A recent Delaware Court of Chancery opinion allowed a claim to proceed based on the theory that a termination fee for a merger agreement was not the sole remedy for breach of contract. In Genuine Parts Co. v. Essendant, Inc., C.A. No. 2018-0730-JRS (Del. Ch. Sept. 9, 2019), the court discussed a very fact-specific, contract-based reason why the termination fee was not the sole remedy for a potentially willful breach of the merger agreement.
The non-solicitation provision in the merger agreement had a “fiduciary-out” which was subject to various parameters and notice requirements. There was also a “willful breach” exception to the termination fee as a sole remedy.
In addition, the target-company met with another suitor before signing the merger agreement despite: (i) a representation that there were no other suitors; and (ii) no notice or disclosure of that pre-agreement meeting being made.
Highlights of Court’s Analysis:
The court explained that non-solicitation provisions are routine, and that there is no per se prohibition about a non-solicitation provision as long as there is a “safety valve” that allows for a board to consider a superior offer. See Slip op. at 23-24, and footnotes 76-78.

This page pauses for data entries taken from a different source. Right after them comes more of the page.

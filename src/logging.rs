use tracing_subscriber::EnvFilter;

/// Install the global fmt subscriber. `RUST_LOG` overrides `default_filter`.
/// Later calls are no-ops.
pub fn init(default_filter: &str) {
    let filter = EnvFilter::try_from_default_env()
        .or_else(|_| EnvFilter::try_new(default_filter))
        .unwrap_or_else(|_| EnvFilter::new("info"));
    let _ = tracing_subscriber::fmt().with_env_filter(filter).try_init();
}

/// Subscriber for tests: output captured per test, repeat calls ignored
pub fn init_for_tests() {
    let _ = tracing_subscriber::fmt()
        .with_env_filter(EnvFilter::new("boidsight=debug"))
        .with_test_writer()
        .try_init();
}
use arboard::Clipboard;
use boidsight::{logging, Boid, Bounds, Config, Point, Pose, Scene, Shape, World};
use macroquad::prelude::*;
use tracing::{error, info, warn};

const CONFIG_PATH: &str = "config.toml";

fn window_conf() -> Conf {
    let config = Config::load_or_default(CONFIG_PATH);
    Conf {
        window_title: config.visual.window_title,
        window_width: 1200,
        window_height: 800,
        ..Default::default()
    }
}

/// Visualization state
struct VisState {
    config: Config,
    scene: Scene,
    world: World,
    boids: Vec<Boid>,
    paused: bool,
}

impl VisState {
    fn new(config: Config) -> Self {
        let scene = match Scene::load_from_file(&config.scene.path) {
            Ok(scene) => {
                info!(path = %config.scene.path, boids = scene.boids.len(), "loaded scene");
                scene
            }
            Err(e) => {
                warn!(error = %e, "using empty scene");
                Scene::default()
            }
        };
        let (world, boids) = Self::build(&config, &scene);
        VisState {
            config,
            scene,
            world,
            boids,
            paused: false,
        }
    }

    fn build(config: &Config, scene: &Scene) -> (World, Vec<Boid>) {
        let mut world = scene.build_world();
        let boids = scene.build_boids(
            &mut world,
            config.view,
            config.layers.filters(),
            config.boids.move_speed,
        );
        (world, boids)
    }

    fn reset(&mut self) {
        let (world, boids) = Self::build(&self.config, &self.scene);
        self.world = world;
        self.boids = boids;
    }

    fn to_screen(&self, p: Point) -> Vec2 {
        let ppu = self.config.visual.pixels_per_unit;
        vec2(screen_width() / 2.0 + p.x * ppu, screen_height() / 2.0 - p.y * ppu)
    }

    fn to_world(&self, x: f32, y: f32) -> Point {
        let ppu = self.config.visual.pixels_per_unit;
        Point::new((x - screen_width() / 2.0) / ppu, (screen_height() / 2.0 - y) / ppu)
    }

    /// World rectangle currently on screen
    fn screen_bounds(&self) -> Bounds {
        Bounds::from_corners(self.to_world(0.0, screen_height()), self.to_world(screen_width(), 0.0))
    }

    fn handle_mouse(&mut self) {
        let (mouse_x, mouse_y) = mouse_position();
        let target = self.to_world(mouse_x, mouse_y);
        let Some(boid) = self.boids.first_mut() else {
            return;
        };

        // Left drag: move the first boid
        if is_mouse_button_down(MouseButton::Left) {
            boid.pose.position = target;
        }
        // Right click: turn it towards the cursor
        else if is_mouse_button_pressed(MouseButton::Right) {
            boid.pose = Pose::facing(boid.pose.position, target - boid.pose.position);
        }
    }

    fn update(&mut self, dt: f32) {
        let dt = if self.paused { 0.0 } else { dt };
        let bounds = self.screen_bounds();

        for boid in &mut self.boids {
            boid.update(dt);
            boid.wrap_within(&bounds);
            if let Some(handle) = boid.handle {
                self.world.set_entity_position(handle, boid.position());
            }
        }
        for boid in &mut self.boids {
            boid.late_update(&self.world);
            boid.tick(dt, &self.world, &self.world);
        }
    }

    fn copy_to_clipboard(&self) {
        let json = match Scene::from_world(&self.scene.name, &self.world, &self.boids).to_json() {
            Ok(json) => json,
            Err(e) => {
                error!(error = %e, "failed to serialize scene");
                return;
            }
        };
        match Clipboard::new() {
            Ok(mut clipboard) => {
                if let Err(e) = clipboard.set_text(json) {
                    warn!(error = %e, "failed to copy to clipboard");
                } else {
                    info!("scene copied to clipboard");
                    // Keep clipboard alive for a moment to ensure clipboard managers can capture it
                    std::thread::sleep(std::time::Duration::from_millis(100));
                }
            }
            Err(e) => {
                warn!(error = %e, "failed to access clipboard");
            }
        }
    }

    fn save_scene(&self) {
        let snapshot = Scene::from_world(&self.scene.name, &self.world, &self.boids);
        match snapshot.save_to_file(&self.config.scene.path) {
            Ok(()) => info!(path = %self.config.scene.path, "scene saved"),
            Err(e) => error!(error = %e, "failed to save scene"),
        }
    }

    fn draw_obstacles(&self) {
        let wall = Color::from_rgba(200, 80, 80, 255);
        for obstacle in &self.world.obstacles {
            match &obstacle.shape {
                Shape::Segment { a, b } => {
                    let (a, b) = (self.to_screen(*a), self.to_screen(*b));
                    draw_line(a.x, a.y, b.x, b.y, 2.0, wall);
                }
                Shape::Polyline { points, closed } => {
                    let mut edges: Vec<(Point, Point)> = points.windows(2).map(|w| (w[0], w[1])).collect();
                    if *closed && points.len() > 2 {
                        edges.push((points[points.len() - 1], points[0]));
                    }
                    for (a, b) in edges {
                        let (a, b) = (self.to_screen(a), self.to_screen(b));
                        draw_line(a.x, a.y, b.x, b.y, 2.0, wall);
                    }
                }
                Shape::Circle { center, radius } => {
                    let c = self.to_screen(*center);
                    draw_circle_lines(c.x, c.y, radius * self.config.visual.pixels_per_unit, 2.0, wall);
                }
            }
        }

        if let Some(tiles) = &self.world.tiles {
            let size = tiles.cell_size * self.config.visual.pixels_per_unit;
            for id in tiles.blocked_ids() {
                let (x, y) = tiles.get_coords(id);
                // top-left corner on screen is the world corner of the row above
                let corner = self.to_screen(tiles.cell_corner(x, y + 1));
                draw_rectangle(corner.x, corner.y, size, size, wall);
            }
        }
    }

    fn draw_boid(&self, boid: &Boid, color: Color) {
        let pose = boid.pose;
        let tip = self.to_screen(pose.transform_point(Point::new(0.0, 0.6)));
        let left = self.to_screen(pose.transform_point(Point::new(-0.3, -0.3)));
        let right = self.to_screen(pose.transform_point(Point::new(0.3, -0.3)));
        draw_triangle(tip, left, right, color);
    }

    fn draw(&self) {
        let [r, g, b] = self.config.visual.background;
        clear_background(Color::from_rgba(r, g, b, 255));

        let [r, g, b, a] = self.config.visual.mesh_color;
        let mesh_color = Color::from_rgba(r, g, b, a);
        for boid in &self.boids {
            let mesh = boid.visibility_mesh();
            for tri in &mesh.triangles {
                let [p0, p1, p2] = tri.map(|i| self.to_screen(boid.pose.transform_point(mesh.vertices[i as usize])));
                draw_triangle(p0, p1, p2, mesh_color);
            }
        }

        self.draw_obstacles();

        let first = self.boids.first();
        for (i, boid) in self.boids.iter().enumerate() {
            let seen_by_first = match (first, boid.handle) {
                (Some(first), Some(handle)) => first.field_of_view().can_see(handle),
                _ => false,
            };
            let color = if i == 0 {
                SKYBLUE
            } else if seen_by_first {
                GOLD
            } else {
                LIGHTGRAY
            };
            self.draw_boid(boid, color);

            // Lines to visible targets
            let from = self.to_screen(boid.position());
            for target in boid.visible_targets() {
                if let Some(entity) = self.world.entity(*target) {
                    let to = self.to_screen(entity.position);
                    draw_line(from.x, from.y, to.x, to.y, 1.0, GREEN);
                }
            }
        }

        let seen = self.boids.first().map_or(0, |b| b.visible_targets().len());
        let info = format!(
            "Boids: {}\nFirst boid sees: {} (gold)\nLeft drag: move first boid\nRight click: turn first boid\nSpace: pause\nR: reset scene\nS: save scene\nC: copy scene to clipboard\nEsc: close window",
            self.boids.len(),
            seen
        );
        for (i, line) in info.lines().enumerate() {
            draw_text(line, 10.0, 20.0 + i as f32 * 20.0, 20.0, WHITE);
        }
    }
}

#[macroquad::main(window_conf)]
async fn main() {
    let config = Config::load_or_default(CONFIG_PATH);
    logging::init(&config.logging.filter);

    let mut state = VisState::new(config);

    loop {
        // Handle input
        state.handle_mouse();

        if is_key_pressed(KeyCode::Space) {
            state.paused = !state.paused;
        }

        if is_key_pressed(KeyCode::R) {
            state.reset();
        }

        if is_key_pressed(KeyCode::S) {
            state.save_scene();
        }

        // Copy scene to clipboard on C key
        if is_key_pressed(KeyCode::C) {
            state.copy_to_clipboard();
        }

        // Close window on Escape
        if is_key_pressed(KeyCode::Escape) {
            break;
        }

        state.update(get_frame_time());
        state.draw();

        next_frame().await
    }
}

The court distinguished a prior Chancery decision, which had materially different terms in the applicable agreement, where the court determined that a losing bidder was unlikely to get specific performance beyond the termination fee. See Cirrus Holding Co. v. Cirrus Industries, Inc., 794 A.2d 1191 (Del. Ch. 2001).
By contrast, the court did follow the reasoning of another Chancery decision that found, based on the terms of the contract in that case, that a termination fee was not an exclusive remedy. See NACCO Industries, Inc. v. Applica, Inc., 997 A.2d 1 (Del. Ch. 2009).